Daily file illustration by Hank Yang
Weinberg sophomore Gisely Torres was biting into a MOD salad in the Norris University Center on Thursday afternoon when her day took an unexpected turn.
At around 4:30 p.m, she was approached with an offer to receive the Moderna COVID-19 vaccine. Minutes later, Torres received her first dose on the second floor of Norris.
“It was exhilarating,” Torres said. “Now I don’t have to go hours out of my way to drive somewhere, and given that I don’t have a car… this is huge for me.”
For Torres and at least four other students, studying in Norbucks meant they were able to get vaccinated on the spot without an appointment.
Ben Kaplan, who runs Northwestern’s unnamed vaccine clinic program, said the University distributed surprise vaccines because sometimes more doses are removed from multi-dose vials than needed.
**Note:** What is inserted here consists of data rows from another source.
//! Top-level errors: the infrastructure-invariant failures that abort a
//! trial immediately rather than flowing into its result.

use thiserror::Error;

/// Enumeration of errors that can happen in the core harness.
#[derive(Debug, Error)]
pub enum Error {
    /// The search engine was handed an empty set of thread results.
    #[error("cannot search the worldless void: no thread results were given")]
    EmptyThreadResults,

    /// `World::step` was asked to step a thread whose pending op carries no
    /// result annotation yet.
    #[error("missing result annotation on pending op for thread {0}")]
    MissingResultAnnotation(crate::history::ThreadId),

    /// A runner or search worker thread panicked.
    #[error("worker thread panicked")]
    ThreadPanic,

    /// A lock was poisoned by a panicking thread.
    #[error("lock poisoned")]
    LockPoisoned,

    /// A runner worker did not finish within its deadline.
    #[error("runner worker timed out")]
    RunnerTimedOut,

    /// Zero worker threads were requested for a pool that needs at least one.
    #[error("at least one thread is required")]
    NotEnoughThreads,

    /// Reporting configuration or output error.
    #[error("report error")]
    Report(#[from] crate::report::err::Error),

    /// Configuration error.
    #[error("config error")]
    Config(#[from] crate::config::err::Error),

    /// The generative driver's underlying `proptest` run failed for a
    /// reason other than an ordinary trial failure (e.g. it could not
    /// produce a value from a strategy).
    #[error("generative driver error: {0}")]
    Generative(String),
}

impl<T> From<std::sync::PoisonError<T>> for Error {
    fn from(_: std::sync::PoisonError<T>) -> Self {
        Self::LockPoisoned
    }
}

/// Results over [Error].
pub type Result<T> = std::result::Result<T, Error>;
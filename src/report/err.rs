//! Error types for reporting and output.

use thiserror::Error;

/// Enumeration of possible reporting errors.
#[derive(Debug, Error)]
pub enum Error {
    /// A general I/O error writing a report.
    #[error("I/O error")]
    Io(#[from] std::io::Error),
}

/// Shorthand for a result over [Error]s.
pub type Result<T> = std::result::Result<T, Error>;
//! Abstract interface for reporters.

use super::super::{err, event::Event};

/// Trait of things that can receive reporter events.
///
/// Unlike the teacher's one-shot `Outputter` (which consumes itself to
/// write a single final report), a reporter here is handed a stream of
/// events over the lifetime of a generative run, matching the reporter
/// protocol's event list (trial-start through summary).
pub trait Outputter: Send {
    /// Handles a single event, flushing and returning any I/O errors.
    fn handle(&mut self, event: &Event) -> err::Result<()>;
}
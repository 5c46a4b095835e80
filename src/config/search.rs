//! Config for the search engine's worker pool.

use super::err;
use serde::{Deserialize, Serialize};
use std::num::NonZeroUsize;

/// Configuration for the search engine's thread pool.
#[derive(Copy, Clone, Debug, Serialize, Deserialize)]
pub struct Config {
    /// Number of search worker threads. `None` defaults to host CPU count.
    pub search_threads: Option<NonZeroUsize>,
}

impl Default for Config {
    fn default() -> Self {
        Self {
            search_threads: None,
        }
    }
}

impl Config {
    /// Resolves the configured thread count, falling back to the host's
    /// available parallelism.
    pub fn resolve(&self) -> err::Result<NonZeroUsize> {
        match self.search_threads {
            Some(n) => Ok(n),
            None => std::thread::available_parallelism()
                .map_err(|_| err::Error::BadThreadCount("search_threads")),
        }
    }
}
//! The reporter protocol: typed events the core emits to a pluggable
//! reporter. The core never prints directly; every user-visible line flows
//! through one of these.

use super::Outcome;
use crate::history::ThreadId;
use std::time::Duration;

/// A single assertion observed while checking an operation's result.
///
/// During search, these are captured into a world's `reports` buffer rather
/// than published immediately, since a search explores many paths that turn
/// out not to lie on the winning linearization. The trial driver decides
/// when to republish them (see [crate::trial]).
#[derive(Debug, Clone)]
pub struct Assertion {
    /// The thread that produced the checked operation.
    pub thread_id: ThreadId,
    /// The operation's debug name, for display.
    pub op: String,
    /// Whether the check passed.
    pub passed: bool,
}

/// A typed event emitted by the harness to the reporter.
#[derive(Debug, Clone)]
pub enum Event {
    /// A trial (one generated input, possibly repeated) is starting.
    TrialStart {
        /// Total ops across all threads in the generated input.
        op_count: usize,
        /// Thread count (concurrency) for this trial.
        concurrency: usize,
        /// How many repetitions this trial will run.
        repetitions: usize,
    },
    /// A repetition within a trial is starting: a fresh system is about to
    /// be constructed.
    TestStart {
        /// Which repetition, zero-indexed.
        repetition: usize,
    },
    /// The concurrent runner finished executing the generated ops.
    RunOps {
        /// Total ops run.
        op_count: usize,
        /// Thread count used.
        concurrency: usize,
        /// Wall-clock time taken.
        elapsed: Duration,
    },
    /// A repetition passed: the search engine found a valid linearization.
    TestPass {
        /// The number of remaining futures at the initial world.
        futures: u128,
        /// Number of distinct worlds visited during search.
        visited: usize,
        /// Wall-clock time taken by the search.
        elapsed: Duration,
        /// Assertions observed along the winning linearization.
        assertions: Vec<Assertion>,
    },
    /// A repetition failed: the search space was exhausted with no valid
    /// linearization.
    TestFail {
        /// The number of remaining futures at the initial world.
        futures: u128,
        /// Number of distinct worlds visited during search.
        visited: usize,
        /// Wall-clock time taken by the search.
        elapsed: Duration,
        /// Assertions observed along the final, representative re-run.
        assertions: Vec<Assertion>,
    },
    /// All repetitions of a trial passed.
    TrialPass,
    /// A trial failed on the given (zero-indexed) repetition.
    TrialFail {
        /// The repetition number that failed.
        repetition: usize,
    },
    /// The generative driver's final summary.
    Summary {
        /// How many generated inputs were tried.
        num_tests: usize,
        /// The overall outcome.
        result: Outcome,
    },
    /// A failing input was shrunk to a smaller one.
    Shrunk {
        /// How many shrink steps were taken.
        depth: usize,
        /// Total worlds visited across every shrink attempt's search.
        total_nodes_visited: usize,
        /// The outcome of the smallest failing input.
        result: Outcome,
    },
}
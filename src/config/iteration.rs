//! Config for the generative driver's iteration count.

use serde::{Deserialize, Serialize};
use std::num::NonZeroUsize;

/// The default number of generated inputs for a concurrent (`concurrency >
/// 1`) check.
pub const DEFAULT_NUM_TESTS_CONCURRENT: usize = 20;
/// The default number of generated inputs for a linear (`concurrency == 1`)
/// check.
pub const DEFAULT_NUM_TESTS_LINEAR: usize = 100;

/// Configuration for how many inputs the generative driver tries.
#[derive(Copy, Clone, Debug, Default, Serialize, Deserialize)]
pub struct Config {
    /// Explicit override for `num_tests`. `None` uses the concurrency-aware
    /// default.
    pub num_tests: Option<NonZeroUsize>,
}

impl Config {
    /// Resolves the number of generated inputs to try, given whether this
    /// check is running concurrently.
    pub fn resolve(&self, concurrency: usize) -> usize {
        if let Some(n) = self.num_tests {
            return n.get();
        }
        if concurrency > 1 {
            DEFAULT_NUM_TESTS_CONCURRENT
        } else {
            DEFAULT_NUM_TESTS_LINEAR
        }
    }
}

#[cfg(test)]
mod tests {
    use super::*;

    #[test]
    fn defaults_split_on_concurrency() {
        let cfg = Config::default();
        assert_eq!(cfg.resolve(1), DEFAULT_NUM_TESTS_LINEAR);
        assert_eq!(cfg.resolve(4), DEFAULT_NUM_TESTS_CONCURRENT);
    }

    #[test]
    fn explicit_override_wins() {
        let cfg = Config {
            num_tests: NonZeroUsize::new(7),
        };
        assert_eq!(cfg.resolve(1), 7);
        assert_eq!(cfg.resolve(8), 7);
    }
}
This happens infrequently, Kaplan said, when faculty, staff and students miss reserved vaccine appointments times. For example, 241 people were vaccinated at Norris on Thursday, Kaplan said, and five others did not show up for their appointments.
“If people don’t show up, that’s another reason why we’re pulling some people from downstairs. We have to find somebody else from the building to come help fill that gap,” Kaplan said.
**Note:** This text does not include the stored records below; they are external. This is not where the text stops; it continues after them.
//! Config for the reporter's output style.

use super::err;
use serde::{de::Visitor, Deserialize, Serialize};

/// Environment variable controlling the default reporter style.
pub const ENV_VAR: &str = "TEST_CARLY_STYLE";

/// String representations of reporter styles.
pub mod string {
    /// String representation of the verbose style.
    pub const VERBOSE: &str = "verbose";
    /// String representation of the terse style.
    pub const TERSE: &str = "terse";
    /// String representation of the dots style.
    pub const DOTS: &str = "dots";
    /// String representation of the silent style.
    pub const SILENT: &str = "silent";
    /// String representations of all reporter styles.
    pub const ALL: &[&str] = &[VERBOSE, TERSE, DOTS, SILENT];
}

/// Enumeration of reporter styles.
#[derive(Copy, Clone, Debug, PartialEq, Eq, Hash)]
#[non_exhaustive]
pub enum Strategy {
    /// Prints one line per event, with full detail.
    Verbose,
    /// Prints one line per trial.
    Terse,
    /// Prints a single character per repetition (`.` pass, `F` fail).
    Dots,
    /// Prints nothing.
    Silent,
}

/// The default strategy is [Strategy::Dots], per the reporter protocol.
impl Default for Strategy {
    fn default() -> Self {
        Self::Dots
    }
}

impl std::str::FromStr for Strategy {
    type Err = err::Error;

    fn from_str(s: &str) -> Result<Self, Self::Err> {
        match &*s.to_lowercase() {
            string::VERBOSE => Ok(Self::Verbose),
            string::TERSE => Ok(Self::Terse),
            string::DOTS => Ok(Self::Dots),
            string::SILENT => Ok(Self::Silent),
            other => Err(Self::Err::BadReportStyle(other.to_string())),
        }
    }
}

impl std::fmt::Display for Strategy {
    fn fmt(&self, f: &mut std::fmt::Formatter<'_>) -> std::fmt::Result {
        write!(
            f,
            "{}",
            match self {
                Self::Verbose => string::VERBOSE,
                Self::Terse => string::TERSE,
                Self::Dots => string::DOTS,
                Self::Silent => string::SILENT,
            }
        )
    }
}

impl Serialize for Strategy {
    fn serialize<S: serde::Serializer>(&self, serializer: S) -> Result<S::Ok, S::Error> {
        serializer.serialize_str(&self.to_string())
    }
}

impl<'de> Deserialize<'de> for Strategy {
    fn deserialize<D: serde::Deserializer<'de>>(deserializer: D) -> Result<Self, D::Error> {
        deserializer.deserialize_str(StrategyVisitor)
    }
}

struct StrategyVisitor;

impl<'de> Visitor<'de> for StrategyVisitor {
    type Value = Strategy;

    fn expecting(&self, formatter: &mut std::fmt::Formatter) -> std::fmt::Result {
        write!(formatter, "one of: {}", string::ALL.join(", "))
    }

    fn visit_str<E: serde::de::Error>(self, v: &str) -> std::result::Result<Self::Value, E> {
        v.parse().map_err(E::custom)
    }
}

impl Strategy {
    /// Gets an iterator of all available strategies.
    pub fn all() -> impl Iterator<Item = Self> {
        vec![Self::Verbose, Self::Terse, Self::Dots, Self::Silent].into_iter()
    }

    /// Reads the strategy from [ENV_VAR], defaulting per [Default] if unset
    /// or unparseable.
    pub fn from_env() -> Self {
        std::env::var(ENV_VAR)
            .ok()
            .and_then(|v| v.parse().ok())
            .unwrap_or_default()
    }

    /// Constructs the outputter this strategy selects, writing to `writer`.
    pub fn to_outputter<W: std::io::Write + Send + 'static>(
        self,
        writer: W,
        color: bool,
    ) -> Box<dyn crate::report::out::abs::Outputter> {
        match self {
            Self::Verbose => Box::new(crate::report::out::verbose::Verbose::new(writer, color)),
            Self::Terse => Box::new(crate::report::out::terse::Terse::new(writer)),
            Self::Dots => Box::new(crate::report::out::dots::Dots::new(writer)),
            Self::Silent => Box::new(crate::report::out::silent::Silent),
        }
    }
}

#[cfg(test)]
mod tests {
    use super::*;

    #[test]
    fn test_all_strings_in_sync() {
        let got_set: std::collections::HashSet<String> =
            string::ALL.iter().map(|x| x.to_string()).collect();
        let want_set: std::collections::HashSet<String> =
            Strategy::all().map(|x| x.to_string()).collect();
        assert_eq!(got_set, want_set)
    }

    #[test]
    fn roundtrip() {
        for s in Strategy::all() {
            assert_eq!(s.to_string().parse::<Strategy>().unwrap(), s);
        }
    }
}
Moderna COVID-19 vaccines need to be used within six hours of their removal from vial, according to the Centers for Disease Control and Prevention. Asking students studying in the building saved the vaccines from going to waste.
These surprise vaccinations come after the University unexpectedly emailed community members on Thursday afternoon offering vaccine appointments. Kaplan said so far, the clinic has been offering appointments to students with pre-existing conditions that put them at higher risk.
Although the extra vaccines were offered to students in Norbucks regardless of their risk, Kaplan said he discourages vaccine hopefuls from showing up at their doors.
“We don’t recommend that people come and wait to see if we have extra doses. It’s a pretty rare thing that it happens,” Kaplan said.
Still, Medill freshman Hope Thompson, who was among those who received an extra dose, suggested students consider a new study location if they are looking for a vaccine.
“It was a cool way to get a vaccine because other people have to wait,” Thompson said. “I guess Norris is the place to be studying. It seems like a good idea especially around 5 p.m., which seems like the sweet spot.”
Not all students are pleased with Northwestern’s surprise vaccine roll-outs. McCormick freshman Shubhanshi Gaudani, said she has been trying to get vaccinated, but booking an appointment and arranging transportation is difficult as an international student. Getting a vaccine on campus would be the most convenient option, she said.
“I’m a bit sad that I wasn’t informed and that it was done randomly,” Gaudani said. “I’m also worried that there will be a shortage of vaccines soon, so the earlier I can get it the better, in terms of safety.”
Gaudani said she wished the University would more closely monitor who has and has not received vaccines, so they could reach out to students like her who are actively looking to get vaccinated.
For vaccine hopefuls, camping out at Norbucks might seem like a new strategy, especially with another round of vaccinations scheduled for Friday. But it’s hard to predict whether the clinic will have extras again, Kaplan added.
“For (Friday), obviously we hope everybody shows up so we don’t have to scramble,” Kaplan said. “Generally, we think the demand from students is high enough that we don’t have to pull people in.”